# Material supplied
- - -
//! # Reporter Module
//!
//! Structured per-decision records and the sinks that receive them.
//!
//! The engine never formats console text itself. Every reported pair
//! becomes a `DecisionRecord`: which files, what was concluded, which
//! warnings were raised, which actions were (or would be) taken, and a
//! rationale sentence. Front-ends render records however they like.
//!
//! Only duplicates (and, with `invert_selection`, unique files) are
//! reported; non-matching pairs are logged at debug level.

mod render;

pub use render::{display_path, format_bytes, SideNotes};

use crate::core::decision::{Action, Decision, Side, Warning};
use crate::error::ExecutionError;
use serde::{Deserialize, Serialize};
use std::fs::File;
use std::io::{self, BufWriter, Write};
use std::path::{Path, PathBuf};

/// What a record says about the work file
#[derive(Debug, Clone, Copy, PartialEq, Eq, Serialize, Deserialize)]
pub enum Classification {
    /// Matched; actions are eligible
    Duplicate,
    /// Matched, but warnings suppressed the destructive action
    SkippedOnWarning,
    /// No counterpart found (`invert_selection`)
    Unique,
}

impl std::fmt::Display for Classification {
    fn fmt(&self, f: &mut std::fmt::Formatter<'_>) -> std::fmt::Result {
        match self {
            Classification::Duplicate => write!(f, "duplicate"),
            Classification::SkippedOnWarning => write!(f, "skipped on warning"),
            Classification::Unique => write!(f, "unique"),
        }
    }
}

/// One reported decision
#[derive(Debug, Clone, PartialEq, Serialize, Deserialize)]
pub struct DecisionRecord {
    pub work_path: PathBuf,
    /// Counterpart(s); empty for unique files
    pub original_paths: Vec<PathBuf>,
    pub classification: Classification,
    /// Which file the actions target
    pub affected: Option<Side>,
    pub warnings: Vec<Warning>,
    pub actions: Vec<Action>,
    pub rationale: String,
    /// Execution failures, in Execute mode only
    pub failures: Vec<String>,
}

impl DecisionRecord {
    /// Record for a reportable decision; `None` for non-matches
    pub fn from_decision(work_path: &Path, decision: &Decision) -> Option<Self> {
        match decision {
            Decision::NoMatch(_) => None,
            Decision::Duplicate(d) => {
                let original = match d.affected {
                    Side::Work => d.counterpart_path.clone(),
                    Side::Original => d.affected_path.clone(),
                };
                Some(Self {
                    work_path: work_path.to_path_buf(),
                    original_paths: vec![original],
                    classification: if d.suppressed {
                        Classification::SkippedOnWarning
                    } else {
                        Classification::Duplicate
                    },
                    affected: Some(d.affected),
                    warnings: d.warnings.clone(),
                    actions: d.actions.clone(),
                    rationale: d.rationale.clone(),
                    failures: Vec::new(),
                })
            }
            Decision::Unique(u) => Some(Self {
                work_path: work_path.to_path_buf(),
                original_paths: Vec::new(),
                classification: Classification::Unique,
                affected: Some(Side::Work),
                warnings: Vec::new(),
                actions: u.actions.clone(),
                rationale: u.rationale.clone(),
                failures: Vec::new(),
            }),
        }
    }

    /// Affected path, when any
    pub fn affected_path(&self) -> Option<&PathBuf> {
        match self.affected? {
            Side::Work => Some(&self.work_path),
            Side::Original => self.original_paths.first(),
        }
    }
}

/// Receives records in work-tree traversal order
pub trait ReportSink {
    fn report(&mut self, record: &DecisionRecord);
}

/// Keeps every record in memory
#[derive(Debug, Default)]
pub struct VecSink {
    pub records: Vec<DecisionRecord>,
}

impl VecSink {
    pub fn new() -> Self {
        Self::default()
    }

    pub fn into_records(self) -> Vec<DecisionRecord> {
        self.records
    }
}

impl ReportSink for VecSink {
    fn report(&mut self, record: &DecisionRecord) {
        self.records.push(record.clone());
    }
}

/// Writes one JSON object per line
pub struct JsonLinesSink<W: Write> {
    writer: W,
}

impl<W: Write> JsonLinesSink<W> {
    pub fn new(writer: W) -> Self {
        Self { writer }
    }

    pub fn into_inner(self) -> W {
        self.writer
    }

    /// Flush buffered lines
    pub fn finish(mut self) -> io::Result<W> {
        self.writer.flush()?;
        Ok(self.writer)
    }
}

impl JsonLinesSink<BufWriter<File>> {
    /// Log into a new file; an existing file is never overwritten
    pub fn create(path: &Path) -> Result<Self, ExecutionError> {
        let file = File::options()
            .write(true)
            .create_new(true)
            .open(path)
            .map_err(|source| ExecutionError::Io {
                op: "create log file",
                path: path.to_path_buf(),
                source,
            })?;
        Ok(Self::new(BufWriter::new(file)))
    }
}

impl<W: Write> ReportSink for JsonLinesSink<W> {
    fn report(&mut self, record: &DecisionRecord) {
        let written = serde_json::to_writer(&mut self.writer, record)
            .map_err(std::io::Error::from)
            .and_then(|_| self.writer.write_all(b"\n"));
        if let Err(e) = written {
            tracing::warn!("Failed to write report line: {}", e);
        }
    }
}

/// Discards everything
#[derive(Debug, Default)]
pub struct NullSink;

impl ReportSink for NullSink {
    fn report(&mut self, _record: &DecisionRecord) {}
}

impl<S: ReportSink> ReportSink for Option<S> {
    fn report(&mut self, record: &DecisionRecord) {
        if let Some(sink) = self {
            sink.report(record);
        }
    }
}

/// Forwards every record to two sinks
#[derive(Debug, Default)]
pub struct TeeSink<A, B> {
    pub first: A,
    pub second: B,
}

impl<A: ReportSink, B: ReportSink> TeeSink<A, B> {
    pub fn new(first: A, second: B) -> Self {
        Self { first, second }
    }
}

impl<A: ReportSink, B: ReportSink> ReportSink for TeeSink<A, B> {
    fn report(&mut self, record: &DecisionRecord) {
        self.first.report(record);
        self.second.report(record);
    }
}

#[cfg(test)]
mod tests {
    use super::*;
    use crate::core::decision::{Duplicate, NoMatchReason, Unique};

    fn duplicate(affected: Side, suppressed: bool) -> Decision {
        Decision::Duplicate(Duplicate {
            affected,
            affected_path: PathBuf::from(if affected == Side::Work { "/w/a" } else { "/o/a" }),
            counterpart_path: PathBuf::from(if affected == Side::Work { "/o/a" } else { "/w/a" }),
            affected_size: 3,
            actions: vec![],
            warnings: vec![],
            suppressed,
            rationale: "because".to_string(),
        })
    }

    #[test]
    fn no_match_is_not_reported() {
        let decision = Decision::NoMatch(NoMatchReason::SkippedEmpty);
        assert!(DecisionRecord::from_decision(Path::new("/w/a"), &decision).is_none());
    }

    #[test]
    fn original_path_is_the_original_on_either_side() {
        for side in [Side::Work, Side::Original] {
            let record =
                DecisionRecord::from_decision(Path::new("/w/a"), &duplicate(side, false)).unwrap();
            assert_eq!(record.original_paths, vec![PathBuf::from("/o/a")]);
        }

        let flipped =
            DecisionRecord::from_decision(Path::new("/w/a"), &duplicate(Side::Original, false))
                .unwrap();
        assert_eq!(flipped.affected_path(), Some(&PathBuf::from("/o/a")));
    }

    #[test]
    fn suppressed_duplicate_is_classified_as_skipped() {
        let record =
            DecisionRecord::from_decision(Path::new("/w/a"), &duplicate(Side::Work, true)).unwrap();
        assert_eq!(record.classification, Classification::SkippedOnWarning);
    }

    #[test]
    fn unique_has_no_original() {
        let decision = Decision::Unique(Unique {
            path: PathBuf::from("/w/a"),
            size: 1,
            actions: vec![],
            rationale: "alone".to_string(),
        });
        let record = DecisionRecord::from_decision(Path::new("/w/a"), &decision).unwrap();
        assert!(record.original_paths.is_empty());
        assert_eq!(record.classification, Classification::Unique);
    }

    #[test]
    fn json_lines_sink_writes_one_line_per_record() {
        let record =
            DecisionRecord::from_decision(Path::new("/w/a"), &duplicate(Side::Work, false)).unwrap();
        let mut sink = JsonLinesSink::new(Vec::new());

        sink.report(&record);
        sink.report(&record);

        let output = String::from_utf8(sink.into_inner()).unwrap();
        assert_eq!(output.lines().count(), 2);
        let parsed: DecisionRecord = serde_json::from_str(output.lines().next().unwrap()).unwrap();
        assert_eq!(parsed, record);
    }

    #[test]
    fn log_file_is_never_overwritten() {
        let dir = tempfile::TempDir::new().unwrap();
        let path = dir.path().join("changes.jsonl");
        let record =
            DecisionRecord::from_decision(Path::new("/w/a"), &duplicate(Side::Work, false)).unwrap();

        let mut sink = JsonLinesSink::create(&path).unwrap();
        sink.report(&record);
        sink.finish().unwrap();

        assert!(matches!(
            JsonLinesSink::create(&path),
            Err(ExecutionError::Io { .. })
        ));
        let content = std::fs::read_to_string(&path).unwrap();
        assert_eq!(content.lines().count(), 1);
    }

    #[test]
    fn tee_sink_feeds_both_sides() {
        let record =
            DecisionRecord::from_decision(Path::new("/w/a"), &duplicate(Side::Work, false)).unwrap();
        let mut sink = TeeSink::new(VecSink::new(), Some(VecSink::new()));

        sink.report(&record);
        let mut absent: Option<VecSink> = None;
        absent.report(&record);

        assert_eq!(sink.first.records.len(), 1);
        assert_eq!(sink.second.map(|s| s.records.len()), Some(1));
    }
}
- - -
# Assignment
What is needed is a word-for-word copy of the records above, from the first line through the line that contains "was concluded, which".

# Reply to the task
//! # Reporter Module
//!
//! Structured per-decision records and the sinks that receive them.
//!
//! The engine never formats console text itself. Every reported pair
//! becomes a `DecisionRecord`: which files, what was concluded, which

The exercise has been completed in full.